Charlie Brown on 7/422
Charlie Brown on 7/422
Finally, a week later on July 4, about the only brown he has left is down his spine, as is usual, and still some brown on his ear tips. We’ll see if he keeps the brown on his ears to make it easier to tell it’s him.
Missing females have been showing up. 11-year-old Daisy on June 30 and 13-year-old Summer July 3rd. We always worry in spring until the usual bears show us they made it through another fall and winter. The bears we are thinking about most right now are Lily, Ursula, and 23-year-old RC. We will probably be missing one of the big males. We recently heard that such a bear was killed on the highway at midnight on June 6. We just hope it is not one we know well.

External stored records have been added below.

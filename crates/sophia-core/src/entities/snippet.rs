use chrono::{DateTime, Utc};
use serde::{Deserialize, Serialize};

use crate::enums::Language;

/// A stored code fragment.
#[derive(Debug, Clone, Serialize, Deserialize, PartialEq, Eq)]
pub struct Snippet {
    pub id: String,
    pub user_id: String,
    pub collection_id: Option<String>,
    pub title: String,
    pub code: String,
    pub description: Option<String>,
    pub language: Language,
    pub tags: Vec<String>,
    /// Whether a vector embedding is stored for this snippet.
    pub has_embedding: bool,
    pub created_at: DateTime<Utc>,
    pub updated_at: DateTime<Utc>,
}

impl Snippet {
    /// The text sent to the embedding model for this snippet.
    ///
    /// Title, description, and code are combined so the vector captures
    /// intent as well as implementation. A missing description renders as
    /// `None`.
    #[must_use]
    pub fn embedding_text(&self) -> String {
        format!(
            "Title: {}\nDescription: {}\nCode: {}",
            self.title,
            self.description.as_deref().unwrap_or("None"),
            self.code
        )
    }
}

/// Input for creating a snippet.
#[derive(Debug, Clone, Default, Serialize, Deserialize)]
pub struct NewSnippet {
    pub title: String,
    pub code: String,
    pub description: Option<String>,
    pub language: Language,
    /// Raw comma-separated tags; normalised on save.
    pub tags: Option<String>,
    pub collection_id: Option<String>,
}

/// A snippet paired with its similarity to a query.
#[derive(Debug, Clone, Serialize, Deserialize, PartialEq)]
pub struct ScoredSnippet {
    pub snippet: Snippet,
    pub score: f32,
}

On July 6, 13-year-old Star came to her usual feeding station to provide the end of her story of last spring. On May 15 last year, a car passed over Star’s two cubs, a female cub that wanted to lie on the centerline and a cub of unknown sex that followed mom as she ran into the woods. From back in the woods, I heard an anguished scream and wondered what was happening. That was the last anyone saw or heard that cub. The female on the centerline I gently carried and let go close to where the scream came from, hoping the mother would find her. She did, but we didn’t know it for nine days until Star came to a feeding station with little Haley as she was named. They came together just fine for three weeks through June 10. Three days later, Star arrived alone with a male following her. As with Lily and Hope back in 2010, one cub wasn’t enough to prevent the mother from ovulating and coming into estrus. No one saw the cub again. On July 6 this year, Star came in with two female cubs yet to be named.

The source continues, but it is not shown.